Plea bargaining is the work of the devil, and it is at the heart of what lawyers do. Every case must be prepared for trial. But a lawyer's job is to provide clients with choices at every step of the proceedings. Many clients are ill suited to face the risk of trial. Many choose to work out a deal of some sort. Even innocent men, like Mr. Pentland, can choose to avoid the risk of conviction by taking a deal. Mr. Pentland thought he had scored a hollow win of sorts with his plea: just a brief period of probation. Indeed, he never admitted to committing a crime at all: An Alford plea permits a client to enter a plea merely by acknowledging that the state's evidence, if believed by a jury, could carry consequences far worse than those for which he bargained.
Imagine Mr. Pentland's surprise when the state claimed he violated his probation by not registering as a sex offender. Didn't his lawyer and the judge tell him he did not have to register? Didn't the state stand by silently as this information was relayed to him? Wasn't this a condition of the plea he entered?
Mr. Pentland litigated this issue while on probation. He incurred the expense of new counsel, one of them being me. When the trial court told him simply, "Oops, I guess I was wrong, register or go to prison," Mr.

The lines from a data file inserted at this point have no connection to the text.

use chrono::{DateTime, Utc};
use sqlx::PgPool;
use std::collections::{HashMap, HashSet};
use std::sync::Arc;
use std::time::Instant;
use tracing::{debug, info};
use uuid::Uuid;

use super::affinity::MemberAffinity;
use super::interaction_tracker::InteractionScoreTracker;
use super::preference_synthesizer::PreferenceEmbeddingSynthesizer;
use super::ranked_query::{QueryPlan, RankedQueryBuilder, RankingMode};
use super::score_compositor::{ScoreBreakdown, ScoreCompositor};
use crate::config::{DiscoveryConfig, ScoringConfig};
use crate::db::{
    BlockRelationProvider, EmbeddingStore, InteractionScoreStore, ListingStore,
    PgBlockRelationProvider, PgEmbeddingStore, PgInteractionScoreStore, PgListingStore,
    PgPreferenceStore, PreferenceStore,
};
use crate::error::{DiscoveryError, Result};
use crate::metrics;
use crate::models::{
    EmbeddingVector, ItemCategory, OriginalType, Page, RankedListing, RankingRequest, SortMode,
};

/// Storage collaborators of the discovery service
#[derive(Clone)]
pub struct DiscoveryStores {
    pub listings: Arc<dyn ListingStore>,
    pub embeddings: Arc<dyn EmbeddingStore>,
    pub interactions: Arc<dyn InteractionScoreStore>,
    pub blocks: Arc<dyn BlockRelationProvider>,
    pub preferences: Arc<dyn PreferenceStore>,
}

impl DiscoveryStores {
    pub fn postgres(pool: PgPool) -> Self {
        Self {
            listings: Arc::new(PgListingStore::new(pool.clone())),
            embeddings: Arc::new(PgEmbeddingStore::new(pool.clone())),
            interactions: Arc::new(PgInteractionScoreStore::new(pool.clone())),
            blocks: Arc::new(PgBlockRelationProvider::new(pool.clone())),
            preferences: Arc::new(PgPreferenceStore::new(pool)),
        }
    }
}

/// Outcome of saving a member's explicit category selection
#[derive(Debug, Clone)]
pub struct SavedPreference {
    pub member_id: Uuid,
    pub categories: HashSet<ItemCategory>,
    /// `false` when the member has no signal left to synthesize from
    pub embedding_synthesized: bool,
}

/// Discovery request façade
///
/// Validates the request, gathers the block set, resolves the per-mode inputs
/// and hands the compiled plan to [`RankedQueryBuilder`].
#[derive(Clone)]
pub struct DiscoveryService {
    stores: DiscoveryStores,
    query_builder: RankedQueryBuilder,
    synthesizer: PreferenceEmbeddingSynthesizer,
    tracker: InteractionScoreTracker,
    compositor: ScoreCompositor,
    limits: DiscoveryConfig,
}

impl DiscoveryService {
    pub fn new(
        stores: DiscoveryStores,
        references: Arc<HashMap<ItemCategory, EmbeddingVector>>,
        scoring: ScoringConfig,
        limits: DiscoveryConfig,
    ) -> Self {
        Self {
            query_builder: RankedQueryBuilder::new(stores.listings.clone()),
            synthesizer: PreferenceEmbeddingSynthesizer::new(
                stores.embeddings.clone(),
                stores.interactions.clone(),
                references,
                scoring,
            ),
            tracker: InteractionScoreTracker::new(stores.interactions.clone(), scoring),
            compositor: ScoreCompositor::new(scoring),
            stores,
            limits,
        }
    }

    /// Load the category reference vectors once, then build the service.
    /// An empty reference table is a deployment fault.
    pub async fn bootstrap(
        stores: DiscoveryStores,
        scoring: ScoringConfig,
        limits: DiscoveryConfig,
    ) -> Result<Self> {
        let references = stores.embeddings.category_references().await?;
        if references.is_empty() {
            return Err(DiscoveryError::Config(
                "category_embedding holds no reference vectors".to_string(),
            ));
        }
        info!(
            categories = references.len(),
            total = ItemCategory::ALL.len(),
            "Loaded category reference embeddings"
        );
        Ok(Self::new(stores, Arc::new(references), scoring, limits))
    }

    pub fn tracker(&self) -> &InteractionScoreTracker {
        &self.tracker
    }

    pub fn synthesizer(&self) -> &PreferenceEmbeddingSynthesizer {
        &self.synthesizer
    }

    pub async fn discover(&self, request: RankingRequest) -> Result<Page<RankedListing>> {
        let start = Instant::now();
        let sort_mode = request.sort_mode;

        let result = self.discover_inner(request).await;

        let status = match &result {
            Ok(_) => "ok",
            Err(e) => e.code(),
        };
        metrics::record_query(sort_mode.as_str(), status, start.elapsed());

        result
    }

    async fn discover_inner(&self, request: RankingRequest) -> Result<Page<RankedListing>> {
        let timeout = RankedQueryBuilder::validate(&request, &self.limits)?;
        let now = Utc::now();

        let blocked = self.stores.blocks.blocked_pairs(request.requester_id).await?;
        let mut excluded_owners: Vec<Uuid> = blocked.into_iter().collect();
        excluded_owners.sort_unstable();

        let mode = self.resolve_mode(&request, now).await?;

        let plan = QueryPlan {
            requester_id: request.requester_id,
            excluded_owners,
            mode,
            direction: request.sort_direction,
            page_number: request.page_number,
            page_size: request.page_size,
            timeout,
        };

        let page = self.query_builder.query(&plan).await?;

        debug!(
            requester_id = %request.requester_id,
            sort_mode = %request.sort_mode,
            returned = page.items.len(),
            total_count = page.total_count,
            "Discovery page served"
        );

        Ok(page)
    }

    async fn resolve_mode(
        &self,
        request: &RankingRequest,
        now: DateTime<Utc>,
    ) -> Result<RankingMode> {
        match request.sort_mode {
            SortMode::Distance => match (request.origin, request.radius_meters) {
                (Some(origin), Some(radius_meters)) => Ok(RankingMode::Distance {
                    origin,
                    radius_meters,
                }),
                _ => Err(DiscoveryError::InvalidRankingRequest(
                    "DISTANCE sort requires origin and radius_meters".to_string(),
                )),
            },
            SortMode::PreferredCategory => {
                let preference = self.preference_embedding(request.requester_id, now).await?;
                Ok(RankingMode::PreferredCategory { preference })
            }
            SortMode::CreatedDate => Ok(RankingMode::CreatedDate),
            SortMode::Recommended => {
                let affinity = self.member_affinity(request.requester_id, now).await?;
                if affinity.is_empty() {
                    return Err(DiscoveryError::NoPreferenceSignal(request.requester_id));
                }
                Ok(RankingMode::Recommended {
                    affinity,
                    scoring: *self.compositor.config(),
                    now,
                })
            }
        }
    }

    /// Stored preference vector, re-synthesized when absent or stale
    pub async fn preference_embedding(
        &self,
        member_id: Uuid,
        now: DateTime<Utc>,
    ) -> Result<EmbeddingVector> {
        let stored = self
            .stores
            .embeddings
            .get(member_id, OriginalType::CategoryPreference)
            .await?;

        if let Some(stored) = stored {
            let synthesized_at = stored.source_at.unwrap_or(stored.updated_at);
            let age_secs = (now - synthesized_at).num_seconds().max(0) as u64;
            if age_secs <= self.limits.preference_staleness_secs {
                return Ok(stored.embedding);
            }
            debug!(
                member_id = %member_id,
                synthesized_at = %synthesized_at,
                "Preference embedding is stale, re-synthesizing"
            );
        }

        let explicit = self.stores.preferences.explicit_categories(member_id).await?;
        self.synthesizer.synthesize_at(member_id, &explicit, now).await
    }

    pub async fn member_affinity(
        &self,
        member_id: Uuid,
        now: DateTime<Utc>,
    ) -> Result<MemberAffinity> {
        let explicit = self.stores.preferences.explicit_categories(member_id).await?;
        let scores = self.tracker.scores(member_id).await?;
        Ok(MemberAffinity::from_signals(
            &explicit,
            &scores,
            now,
            self.tracker.lambda_per_day(),
        ))
    }

    /// Replace the explicit selection and re-synthesize immediately
    pub async fn save_preferred_categories(
        &self,
        member_id: Uuid,
        categories: HashSet<ItemCategory>,
    ) -> Result<SavedPreference> {
        self.stores
            .preferences
            .replace_explicit_categories(member_id, &categories)
            .await?;

        let synthesized = self.synthesizer.synthesize(member_id, &categories).await;
        let embedding_synthesized = match synthesized {
            Ok(_) => true,
            Err(DiscoveryError::NoPreferenceSignal(_)) => false,
            Err(e) => return Err(e),
        };

        info!(
            member_id = %member_id,
            categories = categories.len(),
            embedding_synthesized,
            "Preferred categories saved"
        );

        Ok(SavedPreference {
            member_id,
            categories,
            embedding_synthesized,
        })
    }

    /// Recommendation score of one listing for one member, with components
    pub async fn score_breakdown(
        &self,
        item_id: Uuid,
        member_id: Uuid,
    ) -> Result<ScoreBreakdown> {
        let ranked = self
            .stores
            .listings
            .find_listing(item_id)
            .await?
            .filter(|r| !r.listing.is_deleted)
            .ok_or_else(|| DiscoveryError::NotFound(format!("item {}", item_id)))?;

        let now = Utc::now();
        let affinity = self.member_affinity(member_id, now).await?;

        Ok(self.compositor.score(&ranked.listing, &affinity, now))
    }
}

Pentland registered. I took an appeal, and off we went to the state's Supreme Court.
The Court's ruling is nothing if not cynical. Mr. Pentland's remedy, the court held, was to seek to vacate his plea. But he must register. So sorry for the fact that your position in the world changed as a result of the plea; so sorry that you relied on a deal approved by a judge of the Superior Court; so sorry that both your lawyer, the state and the court failed you. The court refused to enforce the terms of the plea bargain Mr. Pentland struck.
The court, in essence, failed to take responsibility for a miscarriage of justice. Instead, it transferred responsibility back to the client.
What shocks about the decision is its souless logic. "Go ahead and move to vacate your plea," it said. Of course, that carries with it the risk of a new trial, a risk the client bargained to avoid. Had the plea been vacated, all the effort that he had put into complying with probation would be for nought. Only the State can rape you and then send a bill for its services.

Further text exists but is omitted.